In Enfield, the primary care trust is being top-sliced and is having to make £7 million savings. There has
21 Feb 2007 : Column 364 been 3.6 per cent. top-slicing in the past year. What is the reality of those primary care services? One only has to take the example of the baby care clinics that have recently been put further out of reach of my constituents. One sees the suspension of developmental checks. Primary care services are not necessarily improved when they are transferred to the community. We have improvements in diabetes, but it is not universal. The case has not been made out in Enfield that primary care services can pick up what is left from any downgraded Chase Farm hospital.
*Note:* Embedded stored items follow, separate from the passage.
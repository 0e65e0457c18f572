//! Word boundary rules (UAX #29, WB1 to WB999).
//!
//! WB4 makes Extend, Format and ZWJ transparent: once WB4 has attached them
//! to the preceding character, later rules see through them. Each context
//! element that may be followed by such characters is written `w(x)`, which
//! is `x` followed by any number of them.
use crate::classify::WordClass::{self, *};
use crate::inst::ProgramError;
use crate::pattern::*;

use super::Rule;

const IGNORABLE: [WordClass; 3] = [Extend, Format, ZWJ];
const AH_LETTER: [WordClass; 2] = [ALetter, HebrewLetter];
const MID_LETTER: [WordClass; 3] = [MidLetter, MidNumLet, SingleQuote];
const MID_NUM: [WordClass; 3] = [MidNum, MidNumLet, SingleQuote];
const NEWLINE: [WordClass; 3] = [Newline, CR, LF];

/// `x (Extend | Format | ZWJ)*`
fn w(x: Pattern) -> Pattern {
    seq([x, star(any_of(IGNORABLE))])
}

pub(super) fn rules() -> Result<Vec<Rule>, ProgramError> {
    let ah_letter = || any_of(AH_LETTER);

    Ok(vec![
        Rule::split("WB1", sot(), empty())?,
        Rule::split("WB2", empty(), eot())?,
        Rule::join("WB3", class(CR), class(LF))?,
        Rule::split("WB3a", any_of(NEWLINE), empty())?,
        Rule::split("WB3b", empty(), any_of(NEWLINE))?,
        Rule::join("WB3c", class(ZWJ), class(ExtendedPictographic))?,
        Rule::join("WB3d", class(WSegSpace), class(WSegSpace))?,
        Rule::join("WB4", empty(), any_of(IGNORABLE))?,
        Rule::join("WB5", w(ah_letter()), ah_letter())?,
        Rule::join(
            "WB6",
            w(ah_letter()),
            seq([w(any_of(MID_LETTER)), ah_letter()]),
        )?,
        Rule::join(
            "WB7",
            seq([w(ah_letter()), w(any_of(MID_LETTER))]),
            ah_letter(),
        )?,
        Rule::join("WB7a", w(class(HebrewLetter)), class(SingleQuote))?,
        Rule::join(
            "WB7b",
            w(class(HebrewLetter)),
            seq([w(class(DoubleQuote)), class(HebrewLetter)]),
        )?,
        Rule::join(
            "WB7c",
            seq([w(class(HebrewLetter)), w(class(DoubleQuote))]),
            class(HebrewLetter),
        )?,
        Rule::join("WB8", w(class(Numeric)), class(Numeric))?,
        Rule::join("WB9", w(ah_letter()), class(Numeric))?,
        Rule::join("WB10", w(class(Numeric)), ah_letter())?,
        Rule::join(
            "WB11",
            seq([w(class(Numeric)), w(any_of(MID_NUM))]),
            class(Numeric),
        )?,
        Rule::join(
            "WB12",
            w(class(Numeric)),
            seq([w(any_of(MID_NUM)), class(Numeric)]),
        )?,
        Rule::join("WB13", w(class(Katakana)), class(Katakana))?,
        Rule::join(
            "WB13a",
            w(any_of([ALetter, HebrewLetter, Numeric, Katakana, ExtendNumLet])),
            class(ExtendNumLet),
        )?,
        Rule::join(
            "WB13b",
            w(class(ExtendNumLet)),
            any_of([ALetter, HebrewLetter, Numeric, Katakana]),
        )?,
        // WB15 and WB16: only pair up regional indicators.
        Rule::join(
            "WB15",
            seq([
                w(alt([
                    sot(),
                    none_of([RegionalIndicator, Extend, Format, ZWJ]),
                ])),
                star(seq([w(class(RegionalIndicator)), w(class(RegionalIndicator))])),
                w(class(RegionalIndicator)),
            ]),
            class(RegionalIndicator),
        )?,
        Rule::split("WB999", empty(), empty())?,
    ])
}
Let us hear from the primary care managers. They say with reference to managing change:
“it will be very challenging to deliver the required organisational change, management cost savings, meet existing financial and service targets and play our full role in developing, consulting and delivering the...clinical strategy. There may be an element of planning blight with a slow down in the development of LIFT projects”.
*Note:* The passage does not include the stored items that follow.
use std::io::Read;
use std::path::PathBuf;
use std::process::ExitCode;

use anyhow::{anyhow, Context, Result};
use clap::Parser;
use tracing_subscriber::EnvFilter;
use unicorn_core::{EncodingForm, Error, Text};
use unicorn_segment::{BoundaryKind, Segmenter, SegmenterConfig};

/// Print the boundary indices of a text, one per line.
///
/// Indices are in code units of the chosen encoding. Set RUST_LOG=trace to
/// see which rule decided each position.
#[derive(Parser)]
#[command(name = "unicorn-segment")]
struct Args {
    /// Text to segment (read from stdin when omitted)
    text: Option<String>,
    /// grapheme, word or sentence
    #[arg(long, default_value = "grapheme")]
    kind: BoundaryKind,
    /// Walk from the end of the text toward the start
    #[arg(long)]
    reverse: bool,
    /// Encoding the text is converted to before scanning: utf8, utf16, utf32 or scalar
    #[arg(long, default_value = "utf8")]
    encoding: EncodingForm,
    /// TOML file with enabled encoding forms and boundary kinds
    #[arg(long)]
    config: Option<PathBuf>,
}

fn main() -> ExitCode {
    tracing_subscriber::fmt()
        .with_env_filter(EnvFilter::from_default_env())
        .with_writer(std::io::stderr)
        .init();

    let args = Args::parse();
    match run(&args) {
        Ok(code) => code,
        Err(err) => {
            eprintln!("error: {err:#}");
            ExitCode::from(2)
        }
    }
}

fn run(args: &Args) -> Result<ExitCode> {
    let config = match &args.config {
        Some(path) => SegmenterConfig::load_toml(path)
            .map_err(|e| anyhow!("{e}"))
            .with_context(|| format!("loading {}", path.display()))?,
        None => SegmenterConfig::default(),
    };
    let segmenter = Segmenter::with_config(config);

    let input = match &args.text {
        Some(text) => text.clone().into_bytes(),
        None => {
            let mut bytes = Vec::new();
            std::io::stdin()
                .read_to_end(&mut bytes)
                .context("reading stdin")?;
            if bytes.last() == Some(&b'\n') {
                bytes.pop();
            }
            bytes
        }
    };

    // UTF-8 input is scanned as is, so malformed bytes reach the scanner.
    let utf16: Vec<u16>;
    let utf32: Vec<u32>;
    let text = match args.encoding {
        EncodingForm::Utf8 => Text::utf8(&input),
        form => {
            let s = match std::str::from_utf8(&input) {
                Ok(s) => s,
                Err(err) => {
                    println!("malformed character at {}", err.valid_up_to());
                    return Ok(ExitCode::from(1));
                }
            };
            match form {
                EncodingForm::Utf16 => {
                    utf16 = s.encode_utf16().collect();
                    Text::utf16(&utf16)
                }
                EncodingForm::Utf32 => {
                    utf32 = s.chars().map(u32::from).collect();
                    Text::utf32(&utf32)
                }
                _ => {
                    utf32 = s.chars().map(u32::from).collect();
                    Text::scalars(&utf32)
                }
            }
        }
    };

    match print_boundaries(&segmenter, args.kind, &text, args.reverse) {
        Ok(()) => Ok(ExitCode::SUCCESS),
        Err(Error::MalformedEncoding { index, .. }) => {
            println!("malformed character at {index}");
            Ok(ExitCode::from(1))
        }
        Err(err) => {
            eprintln!("error: {err}");
            Ok(ExitCode::from(2))
        }
    }
}

fn print_boundaries(
    segmenter: &Segmenter,
    kind: BoundaryKind,
    text: &Text<'_>,
    reverse: bool,
) -> unicorn_core::Result<()> {
    if reverse {
        let mut cursor = text.end();
        while let Some(boundary) = segmenter.previous_boundary(kind, text, cursor)? {
            println!("{boundary}");
            cursor = boundary;
        }
    } else {
        let mut cursor = 0;
        while let Some(boundary) = segmenter.next_boundary(kind, text, cursor)? {
            println!("{boundary}");
            cursor = boundary;
        }
    }
    Ok(())
}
Earlier in the debate, Members extolled the virtues of LIFT projects, but the PCT in Enfield says that that would be slowed down and suspended because of the impact of any downgrading of Chase Farm. That issue needs to be borne in mind when anyone considers the serious impact in Enfield.
Let us deal with the finance. Would the changes provide better value for money? The local evidence is not made out and, nationally, it is variable. Cost-effectiveness seems to vary between different types of community or primary care-based services. In Enfield the Government have sought to rely not on local cases but on the Kaiser programme in California. They have sought to rely on that as evidence of how better value for money is provided within the community. But there one cannot treat like for like. There are considerably more specialists per 100,000 of the population in California than in the NHS. The case is not made out nationally.
One only has to look at a recent report by the NHS National Leadership Network, which concluded that there was no guarantee that reconfiguration would necessarily lead to cost savings and recommended that the cost impacts of different service models should be monitored at a national level
The reality in Enfield and, as we have heard, beyond is that the case is not made out. Nationally, and certainly in Enfield, we are still waiting. One only needs to see the conclusion of the King's Fund:
“The partial nature of the evidence base and the potential for short term financial and political concerns to influence local decisions make it all the more important that there is real transparency about the costs and benefits of proposed changes.”
We have not seen real transparency in England. What is more important, local people need to be listened to. They are saying loud and clear, and will no doubt say loud and clear on 3 March: let us retain our A and E and our maternity services.